Posted on Monday, May 23rd 2016

i-Human Patients, Inc. is a cloud-based e-learning company that is focused on rapidly developing and evaluating critical cognitive competencies in healthcare students and practitioners. Its main value proposition is that it simulates encounters with patients in order to teach users how to quickly, accurately, and cost-effectively assess and diagnose patients.

Early Journey

i-Human Patients was founded by Craig Knoche, President, and his wife Anne Tweet, VP Product Management. Craig and Anne had extensive multimedia and browser technology experience with large companies like IBM, Taligent, and BCG. In the late 1990s, after Craig was treated for cancer, they decided to work on only the things that made a difference in life.
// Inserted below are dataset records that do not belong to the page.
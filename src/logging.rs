//! Tracing subscriber setup for the command-line runner

use std::io::{self, IsTerminal};

use tracing_subscriber::{
    fmt::{self, format::FmtSpan},
    layer::SubscriberExt,
    util::SubscriberInitExt,
    EnvFilter, Layer,
};

use crate::error::{Error, Result};

/// Default filter directives for a verbosity level
pub fn default_directives(verbosity: u8) -> &'static str {
    match verbosity {
        0 => "motion_stream=info,warn",
        1 => "motion_stream=debug,info",
        2 => "motion_stream=trace,debug",
        _ => "trace",
    }
}

/// Install the global subscriber
///
/// `RUST_LOG` takes precedence over `verbosity`. With `json_output` every
/// event is written as one JSON object per line, including the span stack
/// (so epoch fields recorded on the sweep spans reach the record).
pub fn init_logging(verbosity: u8, json_output: bool) -> Result<()> {
    let env_filter = EnvFilter::try_from_default_env()
        .unwrap_or_else(|_| EnvFilter::new(default_directives(verbosity)));

    let installed = if json_output {
        let json_layer = fmt::layer()
            .json()
            .with_current_span(true)
            .with_span_list(true)
            .with_filter(env_filter);
        tracing_subscriber::registry().with(json_layer).try_init()
    } else if io::stdout().is_terminal() {
        let fmt_layer = fmt::layer()
            .with_target(false)
            .with_ansi(true)
            .with_span_events(FmtSpan::CLOSE)
            .with_filter(env_filter);
        tracing_subscriber::registry().with(fmt_layer).try_init()
    } else {
        let fmt_layer = fmt::layer()
            .with_target(false)
            .with_ansi(false)
            .with_filter(env_filter);
        tracing_subscriber::registry().with(fmt_layer).try_init()
    };

    installed.map_err(|e| Error::internal(format!("failed to install log subscriber: {}", e)))
}

#[cfg(test)]
mod tests {
    use super::*;

    #[test]
    fn test_verbosity_directives() {
        assert_eq!(default_directives(0), "motion_stream=info,warn");
        assert_eq!(default_directives(1), "motion_stream=debug,info");
        assert_eq!(default_directives(7), "trace");
        for level in 0..4 {
            assert!(default_directives(level).parse::<EnvFilter>().is_ok());
        }
    }
}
As avid mountain climbers, they had undergone extensive emergency medical training and realized first hand that healthcare education used suboptimal learning techniques. To address this gap, they founded Summit Performance Group (SPG), which developed standalone physiological and clinical skills simulators. In 2009, several medical schools approached Craig and Anne to integrate SPG’s standalone simulators into comprehensive, interactive patient encounters for training and assessment. Craig and Anne jumped at the opportunity and created i-Human Patients, Inc in late 2012 after successful beta tests. They recruited Norm Wu, a serial entrepreneur in technology and healthcare services, as CEO.

Around this time, the two-year clerkship or apprenticeship model was falling apart. There was a mandated reduction in work hours for resident mentors that added to the inadequacy of the antiquated healthcare education system. This led to the mushrooming of several first-generation virtual patient companies such as InTime (publisher of the MedU series of cases), DxR, and DecisionSim.
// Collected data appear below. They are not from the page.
//! Batch sources for motion stream training
//!
//! The epoch loop pulls batches from a [`BatchSource`]: training sources
//! yield [`FrameBatch`]es, validation sources yield [`KeyedFrameBatch`]es
//! whose keys tie every frame to its video. A source is restarted with
//! [`BatchSource::begin_epoch`] before every pass.

pub mod flow;
pub mod memory;
pub mod splits;

pub use flow::{ClipSampling, FlowClipSource, FlowLayout, TrainingFlowSource};
pub use memory::InMemoryBatches;
pub use splits::{ClassIndex, SplitLists, VideoEntry};

use async_trait::async_trait;
use candle_core::Tensor;

use crate::error::{Error, Result};

/// Lazy, finite, restartable stream of batches
#[async_trait]
pub trait BatchSource: Send {
    /// Batch type produced by the source
    type Batch: Send;

    /// Start a fresh pass over the data for `epoch`
    async fn begin_epoch(&mut self, epoch: usize) -> Result<()>;

    /// Next batch of the current pass, `None` once it is exhausted
    async fn next_batch(&mut self) -> Result<Option<Self::Batch>>;

    /// Number of batches per pass, when known up front
    fn num_batches(&self) -> Option<usize> {
        None
    }
}

/// Training batch: `[N, C, H, W]` inputs and `[N]` zero-based labels
#[derive(Debug, Clone)]
pub struct FrameBatch {
    pub inputs: Tensor,
    pub labels: Tensor,
}

impl FrameBatch {
    pub fn new(inputs: Tensor, labels: Tensor) -> Result<Self> {
        check_batch_dims(&inputs, &labels)?;
        Ok(Self { inputs, labels })
    }

    /// Number of frames in the batch
    pub fn len(&self) -> usize {
        self.labels.dims().first().copied().unwrap_or(0)
    }

    pub fn is_empty(&self) -> bool {
        self.len() == 0
    }
}

/// Validation batch: one composite `"<video>|<clip>"` key per frame
#[derive(Debug, Clone)]
pub struct KeyedFrameBatch {
    pub keys: Vec<String>,
    pub inputs: Tensor,
    pub labels: Tensor,
}

impl KeyedFrameBatch {
    pub fn new(keys: Vec<String>, inputs: Tensor, labels: Tensor) -> Result<Self> {
        check_batch_dims(&inputs, &labels)?;
        if keys.len() != labels.dims()[0] {
            return Err(Error::shape_mismatch(format!(
                "{} keys for a batch of {} frames",
                keys.len(),
                labels.dims()[0]
            )));
        }
        Ok(Self {
            keys,
            inputs,
            labels,
        })
    }

    pub fn len(&self) -> usize {
        self.keys.len()
    }

    pub fn is_empty(&self) -> bool {
        self.keys.is_empty()
    }

    /// Drop the keys
    pub fn into_frame_batch(self) -> FrameBatch {
        FrameBatch {
            inputs: self.inputs,
            labels: self.labels,
        }
    }
}

fn check_batch_dims(inputs: &Tensor, labels: &Tensor) -> Result<()> {
    let (input_dims, label_dims) = (inputs.dims(), labels.dims());
    if label_dims.len() != 1 {
        return Err(Error::shape_mismatch(format!(
            "labels must be 1-d, got shape {:?}",
            label_dims
        )));
    }
    if input_dims.first() != Some(&label_dims[0]) {
        return Err(Error::shape_mismatch(format!(
            "inputs {:?} and labels {:?} disagree on batch size",
            input_dims, label_dims
        )));
    }
    Ok(())
}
These first generation virtual patients would take an old medical school, paper-based case discussion model and put them on the web. Students would be given an expert’s synopsis of a patient’s medical history, symptoms, physical exams, and diagnostic tests, and then be asked multiple-choice questions about the potential diagnosis and treatment plan. However, it was pretty much like a static Powerpoint presentation with somewhat dynamic navigation dependent on the student’s answers to multiple choice questions.
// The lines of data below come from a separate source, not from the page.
//! Batch-level metric collectors
//!
//! [`AverageMeter`] keeps a running weighted mean of a scalar; [`accuracy`]
//! scores a batch of class scores against integer labels.

use candle_core::{DType, Tensor};

use crate::error::{Error, Result};

/// Running mean and count of a scalar metric
///
/// Holds only scalars, so no per-batch tensor outlives its iteration.
#[derive(Debug, Clone, Default, PartialEq)]
pub struct AverageMeter {
    val: f64,
    sum: f64,
    count: f64,
}

impl AverageMeter {
    pub fn new() -> Self {
        Self::default()
    }

    /// Fold in one observation
    pub fn update(&mut self, value: f64) {
        self.update_weighted(value, 1.0);
    }

    /// Fold in an observation that stands for `weight` samples
    pub fn update_weighted(&mut self, value: f64, weight: f64) {
        self.val = value;
        self.sum += value * weight;
        self.count += weight;
    }

    /// Weighted mean; NaN before the first update
    pub fn avg(&self) -> f64 {
        if self.count == 0.0 {
            f64::NAN
        } else {
            self.sum / self.count
        }
    }

    /// Last observed value
    pub fn val(&self) -> f64 {
        self.val
    }

    pub fn sum(&self) -> f64 {
        self.sum
    }

    pub fn count(&self) -> f64 {
        self.count
    }

    pub fn reset(&mut self) {
        *self = Self::default();
    }
}

/// Position of `label` when `scores` are sorted in descending order
///
/// Ties keep index order, so an equal score at a smaller index ranks first.
pub fn label_rank(scores: &[f64], label: usize) -> usize {
    let target = scores[label];
    scores
        .iter()
        .enumerate()
        .filter(|(idx, &score)| score > target || (score == target && *idx < label))
        .count()
}

/// Top-k accuracy, in percent, for rows of class scores
///
/// `k` is capped at the number of classes.
pub fn accuracy_from_rows(rows: &[Vec<f64>], labels: &[usize], topk: &[usize]) -> Result<Vec<f64>> {
    if rows.len() != labels.len() {
        return Err(Error::shape_mismatch(format!(
            "{} score rows but {} labels",
            rows.len(),
            labels.len()
        )));
    }
    if rows.is_empty() {
        return Ok(vec![0.0; topk.len()]);
    }

    let mut correct = vec![0usize; topk.len()];
    for (row, &label) in rows.iter().zip(labels) {
        if label >= row.len() {
            return Err(Error::shape_mismatch(format!(
                "label {} out of range for {} classes",
                label,
                row.len()
            )));
        }
        let rank = label_rank(row, label);
        for (hits, &k) in correct.iter_mut().zip(topk) {
            if rank < k.min(row.len()) {
                *hits += 1;
            }
        }
    }

    let total = rows.len() as f64;
    Ok(correct.into_iter().map(|hits| hits as f64 * 100.0 / total).collect())
}

/// Top-k accuracy, in percent, for `[N, C]` logits and `[N]` labels
pub fn accuracy(logits: &Tensor, labels: &Tensor, topk: &[usize]) -> Result<Vec<f64>> {
    let rows = logits
        .detach()
        .to_dtype(DType::F64)?
        .to_vec2::<f64>()?;
    let labels: Vec<usize> = labels
        .to_dtype(DType::U32)?
        .to_vec1::<u32>()?
        .into_iter()
        .map(|label| label as usize)
        .collect();
    accuracy_from_rows(&rows, &labels, topk)
}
This “pre-packaged relevant data” approach did not reflect real life, nor did its passive learning modality lead to superior learning outcomes or high retention rates. In addition, these first generation virtual patients lacked an easy-to-use authoring tool and a repository of contemporary medical media assets like MRIs, X-rays, EKGs, and histopathology slides.

i-Human Patient tried to bridge this gap. It provided an active learning approach that was significantly more effective for learning and retention. It used a programmable animated avatar in the clinic who could be coughing, wheezing, or breathing and blinking quickly based on the case scenario. The students had to assess, diagnose, and treat the patient. They learnt to ask the right questions of the patient, perform the right physical exams, identify and rank the potential diseases, order and interpret the right diagnostic tests, confirm the diagnosis, and develop a treatment plan.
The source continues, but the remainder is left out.